In 1983, Seminex dispersed its faculty among LSTC; Wartburg Theological Seminary, Dubuque, Iowa; and Pacific Lutheran Theological Seminary, Berkeley, Calif. The school operated from the LSTC campus until it closed in 1987 with the formation of the ELCA.

“What Seminex taught me was that Christ’s call isn’t like call waiting or call forwarding. It’s present and immediate.”

Hendel noted that Seminex graduates continue to serve as pastors, deacons, bishops, church administrators and academic theologians.

“Our contribution to the ELCA is our clear understanding of what the gospel is and is not,” said Seminex graduate Bruce Modahl. “The gospel is the good news of Jesus Christ, crucified and raised from the dead for us. God uses Christ’s benefits to form our faith and calls us to use these same benefits in our lives, for the body of Christ, the church, and for the communities and world we inhabit.” Modahl now edits Crossings Connection, the newsletter of the Crossings Community, which was founded by Seminex professors Robert Bertram and Edward Schroeder.

Mary Konopka, a Seminex graduate who later served on its faculty, remembers Tietjen speaking at her ordination in 1982. “His central point was to resist the human impulse for the ‘repeat performance’ and to keep moving into the present on its own terms,” she said.

“What Seminex taught me was that Christ’s call isn’t like call waiting or call forwarding.

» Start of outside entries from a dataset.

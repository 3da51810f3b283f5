use chrono::Utc;
use serde::{Deserialize, Serialize};
use thiserror::Error;

/// Upper bound for a single newline-delimited wire frame. Anything larger
/// is rejected before it reaches the JSON parser.
pub const MAX_FRAME_SIZE: usize = 4096;

/// WGS84 position. Altitude is meters above ground at the launch site.
#[derive(Debug, Clone, Copy, PartialEq, Serialize, Deserialize)]
pub struct GeoPoint {
    pub lat: f64,
    pub lon: f64,
    pub alt_m: f64,
}

impl GeoPoint {
    pub fn new(lat: f64, lon: f64, alt_m: f64) -> Self {
        Self { lat, lon, alt_m }
    }

    /// Great-circle ground distance in meters (altitude ignored).
    pub fn distance_m(&self, other: &GeoPoint) -> f64 {
        const EARTH_RADIUS_M: f64 = 6_371_000.0;
        let (lat1, lat2) = (self.lat.to_radians(), other.lat.to_radians());
        let dlat = (other.lat - self.lat).to_radians();
        let dlon = (other.lon - self.lon).to_radians();
        let a = (dlat / 2.0).sin().powi(2) + lat1.cos() * lat2.cos() * (dlon / 2.0).sin().powi(2);
        2.0 * EARTH_RADIUS_M * a.sqrt().asin()
    }
}

/// Flight parameters carried with a mission assignment.
#[derive(Debug, Clone, Copy, Serialize, Deserialize)]
pub struct MissionParams {
    pub cruise_altitude_m: f64,
    pub cruise_speed_ms: f64,
}

impl Default for MissionParams {
    fn default() -> Self {
        Self {
            cruise_altitude_m: 50.0,
            cruise_speed_ms: 8.0,
        }
    }
}

/// Flight state as reported by the unit itself. This is the unit's own
/// view, not the registry lifecycle state; the orchestrator maps terminal
/// values (`MissionComplete`, `MissionAborted`, `Home`) onto record
/// transitions.
#[derive(Debug, Clone, Copy, PartialEq, Eq, Serialize, Deserialize)]
#[serde(rename_all = "snake_case")]
pub enum ReportedState {
    Idle,
    Executing,
    MissionComplete,
    MissionAborted,
    Returning,
    Home,
}

/// Periodic, fire-and-forget status report (unit -> controller).
#[derive(Debug, Clone, Serialize, Deserialize)]
pub struct StatusReport {
    pub unit_id: String,
    pub state: ReportedState,
    /// Battery fraction in [0, 1].
    pub battery: f64,
    pub position: GeoPoint,
    pub task_id: Option<String>,
    pub timestamp_ms: i64,
}

/// Event-driven confirmed-hazard report (unit -> controller).
#[derive(Debug, Clone, Serialize, Deserialize)]
pub struct HazardReport {
    pub unit_id: String,
    pub task_id: String,
    pub location: GeoPoint,
    /// Combined pipeline confidence in [0, 1].
    pub confidence: f64,
    pub temperature_c: f64,
    pub timestamp_ms: i64,
}

/// The wire message set of the remote command channel.
#[derive(Debug, Clone, Serialize, Deserialize)]
#[serde(tag = "type", rename_all = "snake_case")]
pub enum Message {
    // controller -> unit
    MissionAssign {
        task_id: String,
        waypoints: Vec<GeoPoint>,
        area: Vec<GeoPoint>,
        params: MissionParams,
    },
    MissionStart,
    MissionAbort,
    Rtl,
    Land,
    Kill {
        confirm_token: String,
    },
    StatusRequest,
    Heartbeat,
    // unit -> controller
    StatusReport(StatusReport),
    HazardReport(HazardReport),
}

impl Message {
    /// Short label for logs.
    pub fn label(&self) -> &'static str {
        match self {
            Message::MissionAssign { .. } => "mission_assign",
            Message::MissionStart => "mission_start",
            Message::MissionAbort => "mission_abort",
            Message::Rtl => "rtl",
            Message::Land => "land",
            Message::Kill { .. } => "kill",
            Message::StatusRequest => "status_request",
            Message::Heartbeat => "heartbeat",
            Message::StatusReport(_) => "status_report",
            Message::HazardReport(_) => "hazard_report",
        }
    }
}

#[derive(Debug, Clone, Copy, PartialEq, Eq, Serialize, Deserialize)]
#[serde(rename_all = "snake_case")]
pub enum AckStatus {
    Accepted,
    Busy,
    Rejected,
}

/// Response to a single request, correlated by sequence number.
#[derive(Debug, Clone, Serialize, Deserialize)]
pub struct Ack {
    pub seq: u64,
    pub status: AckStatus,
    pub message: Option<String>,
    /// Answer payload for `StatusRequest`; absent for plain commands.
    pub report: Option<StatusReport>,
}

impl Ack {
    pub fn accepted(seq: u64) -> Self {
        Self {
            seq,
            status: AckStatus::Accepted,
            message: None,
            report: None,
        }
    }

    pub fn busy(seq: u64, active_task: &str) -> Self {
        Self {
            seq,
            status: AckStatus::Busy,
            message: Some(format!("mission {} already executing", active_task)),
            report: None,
        }
    }

    pub fn rejected(seq: u64, reason: &str) -> Self {
        Self {
            seq,
            status: AckStatus::Rejected,
            message: Some(reason.to_string()),
            report: None,
        }
    }
}

/// One line on the wire. Requests expect a matching `Response`; `Event`
/// frames are unsolicited unit->controller traffic and are never acked.
#[derive(Debug, Clone, Serialize, Deserialize)]
#[serde(tag = "frame", rename_all = "snake_case")]
pub enum Frame {
    Request { seq: u64, message: Message },
    Response(Ack),
    Event(Message),
}

#[derive(Debug, Clone, PartialEq, Eq, Error)]
pub enum ProtocolError {
    #[error("invalid JSON frame")]
    InvalidJson,
    #[error("frame exceeds {MAX_FRAME_SIZE} bytes")]
    FrameTooLarge,
    #[error("frame serialization failed")]
    Serialization,
}

pub fn encode_frame(frame: &Frame) -> Result<String, ProtocolError> {
    let json = serde_json::to_string(frame).map_err(|_| ProtocolError::Serialization)?;
    if json.len() > MAX_FRAME_SIZE {
        return Err(ProtocolError::FrameTooLarge);
    }
    Ok(json)
}

pub fn decode_frame(line: &str) -> Result<Frame, ProtocolError> {
    if line.len() > MAX_FRAME_SIZE {
        return Err(ProtocolError::FrameTooLarge);
    }
    serde_json::from_str(line).map_err(|_| ProtocolError::InvalidJson)
}

/// Wall-clock milliseconds for wire timestamps and record bookkeeping.
pub fn now_ms() -> i64 {
    Utc::now().timestamp_millis()
}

It’s present and immediate. Our mission is to believe that Jesus is still going on ahead of us. It’s to make a commitment to open the ears of our spirit and listen to where the Lord is calling us, along with others, to follow wherever that may be and act, in the present circumstance, as we are able.”

Frank F. Imhoff
Frank F. Imhoff is a 1977 graduate of Christ Seminary-Seminex. He retired after serving 20 years in the ELCA News Service and 10 years in the Office of the Secretary.